_ABOUT THIS TASK_: What lines in the data below mention the string "letters"? Copy them out.

_INFORMATION SHOWN_:
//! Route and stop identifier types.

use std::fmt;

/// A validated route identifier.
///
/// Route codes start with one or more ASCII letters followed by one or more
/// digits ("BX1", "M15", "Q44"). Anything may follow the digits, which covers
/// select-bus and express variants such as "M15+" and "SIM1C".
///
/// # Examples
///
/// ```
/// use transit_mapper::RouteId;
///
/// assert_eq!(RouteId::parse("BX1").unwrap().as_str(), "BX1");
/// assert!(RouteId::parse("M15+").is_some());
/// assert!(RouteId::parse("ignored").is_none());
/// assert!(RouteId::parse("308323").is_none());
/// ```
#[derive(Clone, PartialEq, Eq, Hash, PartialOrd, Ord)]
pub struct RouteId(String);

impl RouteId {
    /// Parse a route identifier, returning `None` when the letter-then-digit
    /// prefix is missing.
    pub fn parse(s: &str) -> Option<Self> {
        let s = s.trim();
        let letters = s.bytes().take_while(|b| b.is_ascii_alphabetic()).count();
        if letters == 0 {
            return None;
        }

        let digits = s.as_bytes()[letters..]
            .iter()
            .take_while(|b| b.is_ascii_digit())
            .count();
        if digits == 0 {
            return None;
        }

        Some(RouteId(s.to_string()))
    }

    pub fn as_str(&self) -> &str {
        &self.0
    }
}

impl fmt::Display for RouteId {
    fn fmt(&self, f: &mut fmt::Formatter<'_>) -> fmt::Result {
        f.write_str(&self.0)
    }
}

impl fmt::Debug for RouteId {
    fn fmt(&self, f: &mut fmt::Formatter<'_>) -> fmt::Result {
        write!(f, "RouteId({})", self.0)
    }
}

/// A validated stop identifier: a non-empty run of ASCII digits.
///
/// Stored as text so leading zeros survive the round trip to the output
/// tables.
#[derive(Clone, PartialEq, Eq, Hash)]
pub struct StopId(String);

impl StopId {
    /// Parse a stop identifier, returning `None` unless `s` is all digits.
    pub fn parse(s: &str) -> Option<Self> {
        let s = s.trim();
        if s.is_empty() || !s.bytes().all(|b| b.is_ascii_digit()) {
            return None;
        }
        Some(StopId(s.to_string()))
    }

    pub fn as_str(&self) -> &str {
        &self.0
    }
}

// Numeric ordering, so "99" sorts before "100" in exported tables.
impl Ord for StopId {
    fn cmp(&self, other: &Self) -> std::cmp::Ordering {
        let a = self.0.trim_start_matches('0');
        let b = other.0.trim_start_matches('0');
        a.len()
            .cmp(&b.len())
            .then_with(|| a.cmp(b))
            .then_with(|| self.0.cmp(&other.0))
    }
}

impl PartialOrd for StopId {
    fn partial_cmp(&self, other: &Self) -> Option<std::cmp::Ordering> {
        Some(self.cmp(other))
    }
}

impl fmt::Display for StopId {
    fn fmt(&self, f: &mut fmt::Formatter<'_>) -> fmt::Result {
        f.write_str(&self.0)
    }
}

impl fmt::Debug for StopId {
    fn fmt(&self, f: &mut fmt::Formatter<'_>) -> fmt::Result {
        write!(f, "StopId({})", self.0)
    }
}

_FINISHED EXERCISE_:
/// Route codes start with one or more ASCII letters followed by one or more
        let letters = s.bytes().take_while(|b| b.is_ascii_alphabetic()).count();
        if letters == 0 {
        let digits = s.as_bytes()[letters..]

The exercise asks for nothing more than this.